Work order: Word for word, restate the entries below from their first line through the line that contains "pub enum ImageError".

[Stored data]
--------------------
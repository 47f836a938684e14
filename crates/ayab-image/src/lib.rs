//! Image capability trait and the `PatternBuffer` that turns a quantised
//! raster into per-color bit-planes.
//!
//! Loading, editing and rendering images is explicitly out of scope;
//! this crate only defines the seam
//! (`Image`/`QuantisedImage`) the engine consumes and ships one reference
//! implementation (`RgbaImage`) so the crate is runnable standalone. A real
//! host can substitute any other `Image` implementation (for example one
//! backed by a full `libimagequant` pipeline) without touching
//! `PatternBuffer`.

use ayab_machine::Machine;
use rgb::RGB8;
use thiserror::Error;

#[derive(Debug, Error, Clone, PartialEq, Eq)]
pub enum ImageError {
    #[error("image has zero width or height")]
    EmptyImage,
}

/// Result of quantising a raster to `num_colors` palette entries. Indices
/// are row-major, `indices[y * width + x]` is the palette index of pixel
/// `(x, y)`. `histogram[i]` is the number of pixels assigned to palette
/// entry `i`, in whatever order the quantizer produced the palette —
/// `PatternBuffer` is responsible for remapping to frequency order.
#[derive(Debug, Clone)]
pub struct QuantisedImage {
    pub width: u32,
    pub height: u32,
    pub indices: Vec<u8>,
    pub histogram: Vec<u32>,
    pub palette: Vec<RGB8>,
}

impl QuantisedImage {
    pub fn index_at(&self, x: u32, y: u32) -> u8 {
        self.indices[(y * self.width + x) as usize]
    }
}

/// External collaborator: a raster image the engine can read pixels from
/// and quantise to a limited palette.
pub trait Image {
    fn width(&self) -> u32;
    fn height(&self) -> u32;
    fn get_pixel(&self, x: u32, y: u32) -> RGB8;
    fn quantise(&self, num_colors: u8) -> QuantisedImage;
}

/// A plain row-major RGB8 buffer with a popularity-based reference
/// quantizer: the `num_colors` most common distinct colors (in order of
/// first appearance) become the palette; every other pixel is assigned to
/// its nearest palette entry by squared Euclidean distance, ties broken
/// toward the lower index.
#[derive(Debug, Clone)]
pub struct RgbaImage {
    width: u32,
    height: u32,
    pixels: Vec<RGB8>,
}

impl RgbaImage {
    pub fn new(width: u32, height: u32, pixels: Vec<RGB8>) -> Self {
        assert_eq!(pixels.len(), (width * height) as usize);
        Self {
            width,
            height,
            pixels,
        }
    }

    fn nearest_palette_index(palette: &[RGB8], color: RGB8) -> u8 {
        let mut best_index = 0u8;
        let mut best_dist = u32::MAX;
        for (i, candidate) in palette.iter().enumerate() {
            let dist = sq_dist(*candidate, color);
            if dist < best_dist {
                best_dist = dist;
                best_index = i as u8;
            }
        }
        best_index
    }
}

fn sq_dist(a: RGB8, b: RGB8) -> u32 {
    let dr = a.r as i32 - b.r as i32;
    let dg = a.g as i32 - b.g as i32;
    let db = a.b as i32 - b.b as i32;
    (dr * dr + dg * dg + db * db) as u32
}

impl Image for RgbaImage {
    fn width(&self) -> u32 {
        self.width
    }

    fn height(&self) -> u32 {
        self.height
    }

    fn get_pixel(&self, x: u32, y: u32) -> RGB8 {
        self.pixels[(y * self.width + x) as usize]
    }

    fn quantise(&self, num_colors: u8) -> QuantisedImage {
        let mut order: Vec<RGB8> = Vec::new();
        for pixel in &self.pixels {
            if !order.contains(pixel) {
                order.push(*pixel);
            }
        }

        let mut palette: Vec<RGB8> = order.into_iter().take(num_colors as usize).collect();
        while palette.len() < num_colors as usize {
            palette.push(RGB8::new(0, 0, 0));
        }

        let mut histogram = vec![0u32; num_colors as usize];
        let mut indices = Vec::with_capacity(self.pixels.len());
        for pixel in &self.pixels {
            let index = Self::nearest_palette_index(&palette, *pixel);
            histogram[index as usize] += 1;
            indices.push(index);
        }

        QuantisedImage {
            width: self.width,
            height: self.height,
            indices,
            histogram,
            palette,
        }
    }
}

/// Per-row, per-color expanded bit-planes built from a quantised image.
/// Read-only once built; callers rebuild atomically on any configuration
/// change rather than mutating in place.
#[derive(Debug, Clone)]
pub struct PatternBuffer {
    pub width: u32,
    pub height: u32,
    pub num_colors: u8,
    /// `intern[row][col]` is the palette index (0 = most frequent) of the
    /// pixel at `(col, row)`.
    pub intern: Vec<Vec<u8>>,
    /// `expanded[num_colors * row + color][col]` is 1 iff pixel `(col,
    /// row)` belongs to `color`.
    pub expanded: Vec<Vec<u8>>,
    pub palette: Vec<RGB8>,
}

impl PatternBuffer {
    pub fn build(image: &dyn Image, num_colors: u8, _machine: Machine) -> Result<Self, ImageError> {
        if image.width() == 0 || image.height() == 0 {
            return Err(ImageError::EmptyImage);
        }

        let quantised = image.quantise(num_colors);
        let width = quantised.width;
        let height = quantised.height;

        // Remap palette indices to descending-frequency order; ties keep
        // the original (first-appearance) relative order, matching a
        // stable sort.
        let mut order: Vec<usize> = (0..num_colors as usize).collect();
        order.sort_by(|&a, &b| quantised.histogram[b].cmp(&quantised.histogram[a]));
        let mut remap = vec![0u8; num_colors as usize];
        for (new_index, &old_index) in order.iter().enumerate() {
            remap[old_index] = new_index as u8;
        }

        let observed = quantised.histogram.iter().filter(|&&c| c > 0).count();
        if observed < num_colors as usize {
            tracing::warn!(
                target: "engine.pattern",
                observed,
                requested = num_colors,
                "fewer distinct colors observed than requested; lower indices kept filled"
            );
        }

        let palette: Vec<RGB8> = order.iter().map(|&old| quantised.palette[old]).collect();

        let mut intern = vec![vec![0u8; width as usize]; height as usize];
        let mut expanded =
            vec![vec![0u8; width as usize]; num_colors as usize * height as usize];

        for row in 0..height {
            for col in 0..width {
                let old_index = quantised.index_at(col, row);
                let new_index = remap[old_index as usize];
                intern[row as usize][col as usize] = new_index;
                expanded[num_colors as usize * row as usize + new_index as usize]
                    [col as usize] = 1;
            }
        }

        Ok(Self {
            width,
            height,
            num_colors,
            intern,
            expanded,
            palette,
        })
    }

    pub fn expanded_len(&self) -> u32 {
        self.num_colors as u32 * self.height
    }
}
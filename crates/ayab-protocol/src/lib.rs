//! Wire messages exchanged with the knitting-machine controller. Byte
//! layout is fixed by the controller firmware; this crate only
//! encodes/decodes it, with no notion of FSM state or line planning.

use thiserror::Error;

const REQ_INFO: u8 = 0x03;
const CNF_INFO: u8 = 0xC3;
const REQ_START: u8 = 0x01;
const CNF_START: u8 = 0xC1;
const REQ_LINE: u8 = 0x82;
const CNF_LINE: u8 = 0x42;
const IND_STATE: u8 = 0x84;
const CNF_TEST: u8 = 0xC4;

const FLAG_LAST_LINE: u8 = 1 << 0;
const FLAG_BLANK: u8 = 1 << 1;
const COLOR_SHIFT: u8 = 3;
const COLOR_MASK: u8 = 0b0011_1000;

#[derive(Debug, Error, Clone, PartialEq, Eq)]
pub enum ProtocolError {
    #[error("empty message")]
    Empty,
    #[error("unknown message id {0:#04x}")]
    UnknownMessageId(u8),
    #[error("message {id:#04x} truncated: expected at least {expected} bytes, got {got}")]
    Truncated { id: u8, expected: usize, got: usize },
}

/// Carriage type reported in `indState`. An unrecognized byte is kept as
/// `Unknown` rather than rejecting the whole message — `indState` also
/// carries hall-sensor data the progress sink wants regardless.
#[derive(Debug, Clone, Copy, PartialEq, Eq)]
pub enum CarriageType {
    Knit,
    Lace,
    Garter,
    Unknown(u8),
}

impl CarriageType {
    fn from_byte(byte: u8) -> Self {
        match byte {
            1 => CarriageType::Knit,
            2 => CarriageType::Lace,
            3 => CarriageType::Garter,
            other => CarriageType::Unknown(other),
        }
    }
}

/// Messages the host sends to the device.
#[derive(Debug, Clone, PartialEq, Eq)]
pub enum HostMessage {
    ReqInfo,
    ReqStart {
        knit_start_needle: u8,
        knit_stop_needle: u8,
        continuous_reporting: bool,
    },
    CnfLine {
        line_number: u8,
        frame: [u8; 25],
        last_line: bool,
        blank: bool,
        color: u8,
    },
}

impl HostMessage {
    pub fn encode(&self) -> Vec<u8> {
        match self {
            HostMessage::ReqInfo => vec![REQ_INFO],
            HostMessage::ReqStart {
                knit_start_needle,
                knit_stop_needle,
                continuous_reporting,
            } => vec![
                REQ_START,
                *knit_start_needle,
                *knit_stop_needle,
                *continuous_reporting as u8,
            ],
            HostMessage::CnfLine {
                line_number,
                frame,
                last_line,
                blank,
                color,
            } => {
                let mut out = Vec::with_capacity(1 + 1 + frame.len() + 1 + 1);
                out.push(CNF_LINE);
                out.push(*line_number);
                out.extend_from_slice(frame);
                let mut flags = 0u8;
                if *last_line {
                    flags |= FLAG_LAST_LINE;
                }
                if *blank {
                    flags |= FLAG_BLANK;
                }
                flags |= (*color << COLOR_SHIFT) & COLOR_MASK;
                out.push(flags);
                out.push(0x00); // CRC8 reserved for a future firmware revision
                out
            }
        }
    }
}

/// Messages the device sends to the host.
#[derive(Debug, Clone, PartialEq, Eq)]
pub enum DeviceMessage {
    CnfInfo {
        api: u8,
        fw_major: u8,
        fw_minor: u8,
    },
    CnfStart {
        ok: bool,
    },
    ReqLine {
        line_number: u8,
    },
    IndState {
        ready: bool,
        hall_l: u16,
        hall_r: u16,
        carriage_type: CarriageType,
        carriage_pos: u8,
    },
    CnfTest {
        ok: bool,
    },
}

impl DeviceMessage {
    pub fn parse(bytes: &[u8]) -> Result<Self, ProtocolError> {
        let id = *bytes.first().ok_or(ProtocolError::Empty)?;
        let payload = &bytes[1..];

        let require = |expected: usize| -> Result<(), ProtocolError> {
            if payload.len() < expected {
                Err(ProtocolError::Truncated {
                    id,
                    expected: expected + 1,
                    got: bytes.len(),
                })
            } else {
                Ok(())
            }
        };

        match id {
            CNF_INFO => {
                require(3)?;
                Ok(DeviceMessage::CnfInfo {
                    api: payload[0],
                    fw_major: payload[1],
                    fw_minor: payload[2],
                })
            }
            CNF_START => {
                require(1)?;
                Ok(DeviceMessage::CnfStart {
                    ok: payload[0] != 0,
                })
            }
            REQ_LINE => {
                require(1)?;
                Ok(DeviceMessage::ReqLine {
                    line_number: payload[0],
                })
            }
            IND_STATE => {
                require(7)?;
                Ok(DeviceMessage::IndState {
                    ready: payload[0] != 0,
                    hall_l: u16::from_be_bytes([payload[1], payload[2]]),
                    hall_r: u16::from_be_bytes([payload[3], payload[4]]),
                    carriage_type: CarriageType::from_byte(payload[5]),
                    carriage_pos: payload[6],
                })
            }
            CNF_TEST => {
                require(1)?;
                Ok(DeviceMessage::CnfTest {
                    ok: payload[0] != 0,
                })
            }
            other => Err(ProtocolError::UnknownMessageId(other)),
        }
    }
}

#[cfg(test)]
mod tests {
    use super::*;

    #[test]
    fn req_info_is_one_byte() {
        assert_eq!(HostMessage::ReqInfo.encode(), vec![REQ_INFO]);
    }

    #[test]
    fn req_start_encodes_continuous_reporting_as_one_byte() {
        let bytes = HostMessage::ReqStart {
            knit_start_needle: 10,
            knit_stop_needle: 190,
            continuous_reporting: true,
        }
        .encode();
        assert_eq!(bytes, vec![REQ_START, 10, 190, 1]);
    }

    #[test]
    fn cnf_line_packs_flags_and_reserves_crc8() {
        let frame = [0xAAu8; 25];
        let bytes = HostMessage::CnfLine {
            line_number: 42,
            frame,
            last_line: true,
            blank: false,
            color: 3,
        }
        .encode();
        assert_eq!(bytes.len(), 1 + 1 + 25 + 1 + 1);
        assert_eq!(bytes[0], CNF_LINE);
        assert_eq!(bytes[1], 42);
        assert_eq!(&bytes[2..27], &frame[..]);
        let flags = bytes[27];
        assert_eq!(flags & FLAG_LAST_LINE, FLAG_LAST_LINE);
        assert_eq!(flags & FLAG_BLANK, 0);
        assert_eq!((flags & COLOR_MASK) >> COLOR_SHIFT, 3);
        assert_eq!(bytes[28], 0x00);
    }

    #[test]
    fn cnf_info_parses_api_and_firmware_version() {
        let msg = DeviceMessage::parse(&[CNF_INFO, 5, 1, 2]).unwrap();
        assert_eq!(
            msg,
            DeviceMessage::CnfInfo {
                api: 5,
                fw_major: 1,
                fw_minor: 2
            }
        );
    }

    #[test]
    fn ind_state_parses_big_endian_hall_sensors() {
        let msg = DeviceMessage::parse(&[IND_STATE, 1, 0x01, 0x02, 0x03, 0x04, 1, 77]).unwrap();
        assert_eq!(
            msg,
            DeviceMessage::IndState {
                ready: true,
                hall_l: 0x0102,
                hall_r: 0x0304,
                carriage_type: CarriageType::Knit,
                carriage_pos: 77,
            }
        );
    }

    #[test]
    fn unknown_carriage_type_byte_is_kept_not_rejected() {
        let msg = DeviceMessage::parse(&[IND_STATE, 0, 0, 0, 0, 0, 9, 0]).unwrap();
        assert!(matches!(
            msg,
            DeviceMessage::IndState {
                carriage_type: CarriageType::Unknown(9),
                ..
            }
        ));
    }

    #[test]
    fn truncated_message_is_an_error_not_a_panic() {
        let err = DeviceMessage::parse(&[CNF_INFO, 5]).unwrap_err();
        assert!(matches!(err, ProtocolError::Truncated { id, .. } if id == CNF_INFO));
    }

    #[test]
    fn empty_buffer_is_an_error() {
        assert_eq!(DeviceMessage::parse(&[]).unwrap_err(), ProtocolError::Empty);
    }

    #[test]
    fn unknown_message_id_is_an_error() {
        assert_eq!(
            DeviceMessage::parse(&[0xFF]).unwrap_err(),
            ProtocolError::UnknownMessageId(0xFF)
        );
    }

    #[test]
    fn req_line_roundtrips_through_8bit_wraparound() {
        // reqLine(255) then reqLine(0) — the byte itself just wraps,
        // block accounting is the FSM's job, not the wire layer's.
        let first = DeviceMessage::parse(&[REQ_LINE, 255]).unwrap();
        let second = DeviceMessage::parse(&[REQ_LINE, 0]).unwrap();
        assert_eq!(first, DeviceMessage::ReqLine { line_number: 255 });
        assert_eq!(second, DeviceMessage::ReqLine { line_number: 0 });
    }

    #[test]
    fn wrong_api_is_parsed_not_rejected_at_wire_layer() {
        // The wire layer has no notion of "wrong" — api==4 decodes
        // cleanly, it's the FSM's job to reject it against the expected 5.
        let msg = DeviceMessage::parse(&[CNF_INFO, 4, 0, 9]).unwrap();
        assert_eq!(
            msg,
            DeviceMessage::CnfInfo {
                api: 4,
                fw_major: 0,
                fw_minor: 9
            }
        );
    }
}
--------------------
Task solution:
repository 47f836a938684e14
filename crates/ayab-image/src/lib.rs
//! Image capability trait and the `PatternBuffer` that turns a quantised
//! raster into per-color bit-planes.
//!
//! Loading, editing and rendering images is explicitly out of scope;
//! this crate only defines the seam
//! (`Image`/`QuantisedImage`) the engine consumes and ships one reference
//! implementation (`RgbaImage`) so the crate is runnable standalone. A real
//! host can substitute any other `Image` implementation (for example one
//! backed by a full `libimagequant` pipeline) without touching
//! `PatternBuffer`.

use ayab_machine::Machine;
use rgb::RGB8;
use thiserror::Error;

#[derive(Debug, Error, Clone, PartialEq, Eq)]
pub enum ImageError {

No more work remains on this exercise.